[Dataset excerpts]
----
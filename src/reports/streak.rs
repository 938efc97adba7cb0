//! Consecutive-day report streak.

use chrono::{DateTime, Days, NaiveDate, NaiveDateTime, Utc};

/// Count consecutive report days.
///
/// Timestamps are sorted ascending and walked from the oldest. Position `i`
/// qualifies when its calendar date equals `today - i days`. The first
/// position that does not qualify resets the count to zero and ends the scan.
///
/// The oldest entry is compared with `today` and each later entry with an
/// earlier date, so the result is never more than 1.
pub fn report_streak(timestamps: &[DateTime<Utc>], today: NaiveDate) -> u32 {
    let mut sorted = timestamps.to_vec();
    sorted.sort();

    let mut streak = 0;
    for (i, timestamp) in sorted.iter().enumerate() {
        let expected = today.checked_sub_days(Days::new(i as u64));
        if Some(timestamp.date_naive()) == expected {
            streak += 1;
        } else {
            streak = 0;
            break;
        }
    }
    streak
}

/// Parse a stored timestamp.
///
/// Accepts RFC 3339, naive ISO date-times (taken as UTC) and bare dates
/// (midnight UTC).
pub fn parse_timestamp(raw: &str) -> Option<DateTime<Utc>> {
    let raw = raw.trim();
    if let Ok(ts) = DateTime::parse_from_rfc3339(raw) {
        return Some(ts.with_timezone(&Utc));
    }
    for format in ["%Y-%m-%dT%H:%M:%S%.f", "%Y-%m-%d %H:%M:%S%.f"] {
        if let Ok(naive) = NaiveDateTime::parse_from_str(raw, format) {
            return Some(naive.and_utc());
        }
    }
    NaiveDate::parse_from_str(raw, "%Y-%m-%d")
        .ok()
        .and_then(|d| d.and_hms_opt(0, 0, 0))
        .map(|naive| naive.and_utc())
}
----
▶ **What the exercise asks**
The records above must be reproduced word for word.

▶ **Solution below**
filename src/reports/streak.rs
repository 938efc97adba7cb0
//! Consecutive-day report streak.

use chrono::{DateTime, Days, NaiveDate, NaiveDateTime, Utc};

/// Count consecutive report days.
///
/// Timestamps are sorted ascending and walked from the oldest. Position `i`
/// qualifies when its calendar date equals `today - i days`. The first
/// position that does not qualify resets the count to zero and ends the scan.
///
/// The oldest entry is compared with `today` and each later entry with an
/// earlier date, so the result is never more than 1.
pub fn report_streak(timestamps: &[DateTime<Utc>], today: NaiveDate) -> u32 {
    let mut sorted = timestamps.to_vec();
    sorted.sort();

    let mut streak = 0;
    for (i, timestamp) in sorted.iter().enumerate() {
        let expected = today.checked_sub_days(Days::new(i as u64));
        if Some(timestamp.date_naive()) == expected {
            streak += 1;
        } else {
            streak = 0;
            break;
        }
    }
    streak
}

/// Parse a stored timestamp.
///
/// Accepts RFC 3339, naive ISO date-times (taken as UTC) and bare dates
/// (midnight UTC).
pub fn parse_timestamp(raw: &str) -> Option<DateTime<Utc>> {
    let raw = raw.trim();
    if let Ok(ts) = DateTime::parse_from_rfc3339(raw) {
        return Some(ts.with_timezone(&Utc));
    }
    for format in ["%Y-%m-%dT%H:%M:%S%.f", "%Y-%m-%d %H:%M:%S%.f"] {
        if let Ok(naive) = NaiveDateTime::parse_from_str(raw, format) {
            return Some(naive.and_utc());
        }
    }
    NaiveDate::parse_from_str(raw, "%Y-%m-%d")
        .ok()
        .and_then(|d| d.and_hms_opt(0, 0, 0))
        .map(|naive| naive.and_utc())
}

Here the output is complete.